__REQUIREMENT__
In the entries that follow, the line with "any previous one." opens the range and the line with "is still live." closes it; repeat that range exactly, both lines included.

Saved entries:
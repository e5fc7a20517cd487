//! Live widgets keyed by their message, plus the inactivity timer.

use lagrange_core::RatingWidget;
use parking_lot::Mutex;
use serenity::model::id::MessageId;
use std::collections::HashMap;
use std::future::Future;
use std::sync::Arc;
use std::time::Duration;
use tokio::task::JoinHandle;
use tokio::time::{Instant, sleep_until};
use tracing::{debug, info};

/// Inactivity period after which a widget detaches its controls.
pub const DEFAULT_WIDGET_TIMEOUT: Duration = Duration::from_secs(500);

/// A widget plus the time it was last interacted with.
#[derive(Debug)]
pub struct WidgetEntry {
    widget: RatingWidget,
    last_activity: Instant,
}

impl WidgetEntry {
    fn new(widget: RatingWidget) -> Self {
        Self {
            widget,
            last_activity: Instant::now(),
        }
    }

    /// The widget.
    pub fn widget(&self) -> &RatingWidget {
        &self.widget
    }

    /// The widget, mutably.
    pub fn widget_mut(&mut self) -> &mut RatingWidget {
        &mut self.widget
    }

    /// Restarts the inactivity period.
    pub fn touch(&mut self) {
        self.last_activity = Instant::now();
    }

    /// When the last interaction happened.
    pub fn last_activity(&self) -> Instant {
        self.last_activity
    }
}

/// A widget shared between its interaction handlers and its timer.
///
/// Handlers hold the lock for the whole interaction, so events on one widget
/// run one after another.
pub type SharedWidget = Arc<tokio::sync::Mutex<WidgetEntry>>;

/// All widgets that still have controls attached.
#[derive(Debug, Clone)]
pub struct WidgetRegistry {
    widgets: Arc<Mutex<HashMap<MessageId, SharedWidget>>>,
    timeout: Duration,
}

impl Default for WidgetRegistry {
    fn default() -> Self {
        Self::new(DEFAULT_WIDGET_TIMEOUT)
    }
}

impl WidgetRegistry {
    /// Creates an empty registry whose widgets expire after `timeout` of inactivity.
    pub fn new(timeout: Duration) -> Self {
        Self {
            widgets: Arc::new(Mutex::new(HashMap::new())),
            timeout,
        }
    }

    /// Inactivity period.
    pub fn timeout(&self) -> Duration {
        self.timeout
    }

    /// Registers `widget` for `message_id`, replacing any previous one.
    pub fn insert(&self, message_id: MessageId, widget: RatingWidget) -> SharedWidget {
        let entry = Arc::new(tokio::sync::Mutex::new(WidgetEntry::new(widget)));
        self.widgets.lock().insert(message_id, Arc::clone(&entry));
        debug!(message_id = %message_id, "Widget registered");
        entry
    }

    /// The widget for `message_id`, if it is still live.
    pub fn get(&self, message_id: MessageId) -> Option<SharedWidget> {
        self.widgets.lock().get(&message_id).cloned()
    }

    /// Drops the widget for `message_id`.
    pub fn remove(&self, message_id: MessageId) -> Option<SharedWidget> {
        self.widgets.lock().remove(&message_id)
    }

    /// Number of live widgets.
    pub fn len(&self) -> usize {
        self.widgets.lock().len()
    }

    /// Whether no widget is live.
    pub fn is_empty(&self) -> bool {
        self.widgets.lock().is_empty()
    }

    /// Spawns the inactivity timer for `message_id`.
    ///
    /// Once the widget has gone `timeout` without a [`touch`](WidgetEntry::touch),
    /// it is marked expired, removed from the registry and `on_expire` runs
    /// once. The timer waits for the widget lock, so an in-flight interaction
    /// finishes first and restarts the period.
    pub fn watch<F, Fut>(&self, message_id: MessageId, on_expire: F) -> JoinHandle<()>
    where
        F: FnOnce() -> Fut + Send + 'static,
        Fut: Future<Output = ()> + Send + 'static,
    {
        let registry = self.clone();
        tokio::spawn(async move {
            loop {
                let Some(entry) = registry.get(message_id) else {
                    debug!(message_id = %message_id, "Widget gone before timeout");
                    return;
                };

                let mut guard = entry.lock().await;
                let deadline = guard.last_activity() + registry.timeout;
                if Instant::now() < deadline {
                    drop(guard);
                    sleep_until(deadline).await;
                    continue;
                }

                let expired = guard.widget_mut().expire();
                drop(guard);
                registry.remove(message_id);

                if expired {
                    info!(message_id = %message_id, "Widget timed out");
                    on_expire().await;
                }
                return;
            }
        })
    }
}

__FINISHED TASK__
    /// Registers `widget` for `message_id`, replacing any previous one.
    pub fn insert(&self, message_id: MessageId, widget: RatingWidget) -> SharedWidget {
        let entry = Arc::new(tokio::sync::Mutex::new(WidgetEntry::new(widget)));
        self.widgets.lock().insert(message_id, Arc::clone(&entry));
        debug!(message_id = %message_id, "Widget registered");
        entry
    }

    /// The widget for `message_id`, if it is still live.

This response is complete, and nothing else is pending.